Князь, этот маленький провинциальный Медичи, ― тоже действующее лицо ренессансного мифа, и он имеет все основания принять за оскорбление выпады Медардуса, своего духовного и кровного родича. Вообще вся генеалогия проклятого рода ― это гротескно зловещая проекция ренессансного мифа в новейшую историю, грозное предостережение от интеллектуально-художественного флирта с идеей сверхчеловека задолго до того, как появятся незадачливые почитатели Фридриха Ницше. Ренессансной героиней мнит себя и Евфимия, не подозревающая, что в своих выспренних рассуждениях она лишь варьирует пассажи «белой дьяволицы». Белькампо ― тоже пародийный провозвестник Ренессанса, низводящий героические поползновения на уровень грима и фарса. Недаром в конце романа обнаруживается некая таинственная связь между Белькампо и ученым Леонардусом. Леонардус предостерегает будущего Медардуса от эксцессов сексуальности пафосом проницательной сублимации, а именно такой пафос приписывает Зигмунд Фрейд в своем психоаналитическом этюде загадочному гению Леонардо да Винчи.
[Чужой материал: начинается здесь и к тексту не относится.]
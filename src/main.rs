use std::collections::HashMap;
use std::path::PathBuf;

use anyhow::{Result, bail};
use clap::{Parser, Subcommand};
use pattern_reducibility::{catalog, coloring, coloring::Color, write_clauses};

#[derive(Parser)]
#[command(author, version, about = "Pattern reducibility decision engine")]
#[command(propagate_version = true)]
struct Cli {
    #[command(subcommand)]
    command: Commands,
}

#[derive(Subcommand)]
enum Commands {
    /// List the named patterns in the built-in catalog
    List,
    /// Decide whether a catalog pattern is reducible
    Check {
        /// Name of the catalog pattern (see `list`)
        name: String,
        /// Print a per-rank listing of representative colorings
        #[arg(short, long)]
        display: bool,
    },
    /// Write the all-one-color frontier 3-coloring instance of a catalog pattern to a
    /// DIMACS CNF file
    Dimacs {
        /// Name of the catalog pattern (see `list`)
        name: String,
        /// Output .cnf file path
        output: PathBuf,
    },
}

fn main() -> Result<()> {
    env_logger::init();
    let cli = Cli::parse();

    match cli.command {
        Commands::List => {
            for entry in catalog::ENTRIES {
                println!(
                    "{} (expected reducible: {})",
                    entry.name, entry.expected_reducible
                );
            }
        }
        Commands::Check { name, display } => {
            let Some(built) = catalog::build(&name) else {
                bail!("no such pattern '{name}' - see `patreduce list`");
            };
            let mut pattern = built?;
            println!("Checking pattern '{name}'...");
            let reducible = pattern.is_pattern_reducible(display);
            println!("Pattern '{name}' is reducible: {reducible}");
        }
        Commands::Dimacs { name, output } => {
            let Some(built) = catalog::build(&name) else {
                bail!("no such pattern '{name}' - see `patreduce list`");
            };
            let pattern = built?;
            let mut constraints = HashMap::with_capacity(pattern.k());
            for &vertex in pattern.outgoing() {
                constraints.insert(vertex, Color::One);
            }
            let clauses = coloring::dimacs_clauses(pattern.line_graph(), &constraints);
            write_clauses(&output, &clauses)?;
        }
    }

    Ok(())
}
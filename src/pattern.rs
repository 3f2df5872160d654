//! Pattern reducibility: the fixed-point engine tying the SAT core, the 3-coloring
//! reducer and the NCPQM reducer together.
//!
//! A pattern is a small plane graph (its "line graph") together with a cyclically
//! ordered frontier of outgoing edges and a set of symmetries acting on that frontier.
//! A pattern is reducible if every frontier 3-coloring, up to color permutation and
//! pattern symmetry, is either directly extensible to a proper 3-coloring of the
//! interior, or reducible via a Kempe-chain argument to coloring(s) of strictly lower
//! rank that are themselves reducible.

use std::collections::{BTreeSet, HashMap, HashSet};

use itertools::Itertools;
use rayon::prelude::*;

use crate::coloring::{self, Color};
use crate::error::PatternError;
use crate::matching::{self, PseudoGraph, Vertex};

/// A frontier coloring: an assignment of colors to the outgoing positions 0..k.
pub type Coloring = Vec<Color>;

/// The reducibility status of a representative coloring. `rank = 0` corresponds to
/// `Extendable`; `rank = r > 0` to `Reducible`; `rank = infinity` to `Unknown`. Folding
/// the rank/reason pair into one enum makes the invariant from the data model ("rank=0
/// iff reason=extendable") structural rather than an assertion to maintain by hand.
#[derive(Debug, Clone, PartialEq, Eq)]
pub enum Reducibility {
    Extendable,
    Reducible { rank: u32, color_pair: (Color, Color) },
    Unknown,
}

impl Reducibility {
    pub fn rank(&self) -> Option<u32> {
        match self {
            Reducibility::Extendable => Some(0),
            Reducibility::Reducible { rank, .. } => Some(*rank),
            Reducibility::Unknown => None,
        }
    }

    fn reason(&self) -> String {
        match self {
            Reducibility::Extendable => "extendable".to_string(),
            Reducibility::Reducible { color_pair, .. } => {
                format!("reducible with color pair {}/{}", color_pair.0, color_pair.1)
            }
            Reducibility::Unknown => String::new(),
        }
    }
}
В сущности, весь проклятый род в романе Гофмана происходит от одного живописного образа, который одновременно отравляет наследственность и предоставляет одну-единственную возможность спастись. Трилогия Мережковского «Христос и Антихрист» основывается на художественно-философском анализе этой двойственности, реализованной Гофманом чисто поэтически. Неотъемлемая особенность романтического мироощущения заключается именно в навязчивом двоении каждого образа, приводящем к непрерывному оспариванию и опровержению действительности идеалом, причем у Гофмана такое опровержение не затушевывает, а подчеркивает и оттеняет действительность. Для поэта-романтика двоение образа ― процесс непрерывный и потому динамичный. У Мережковского иначе: двоение идеологизируется и застывает в умозрительной статичности, не лишенной аналитической остроты, но бесперспективной: приравнять антихриста ко Христу не удается. Гофман решительно возвращает культуру к ее христианским истокам, но у этих истоков возникает художник, Леонардо да Винчи, преображающий двойничество природы и культуры творческой мистерией образа и подобия Божьего.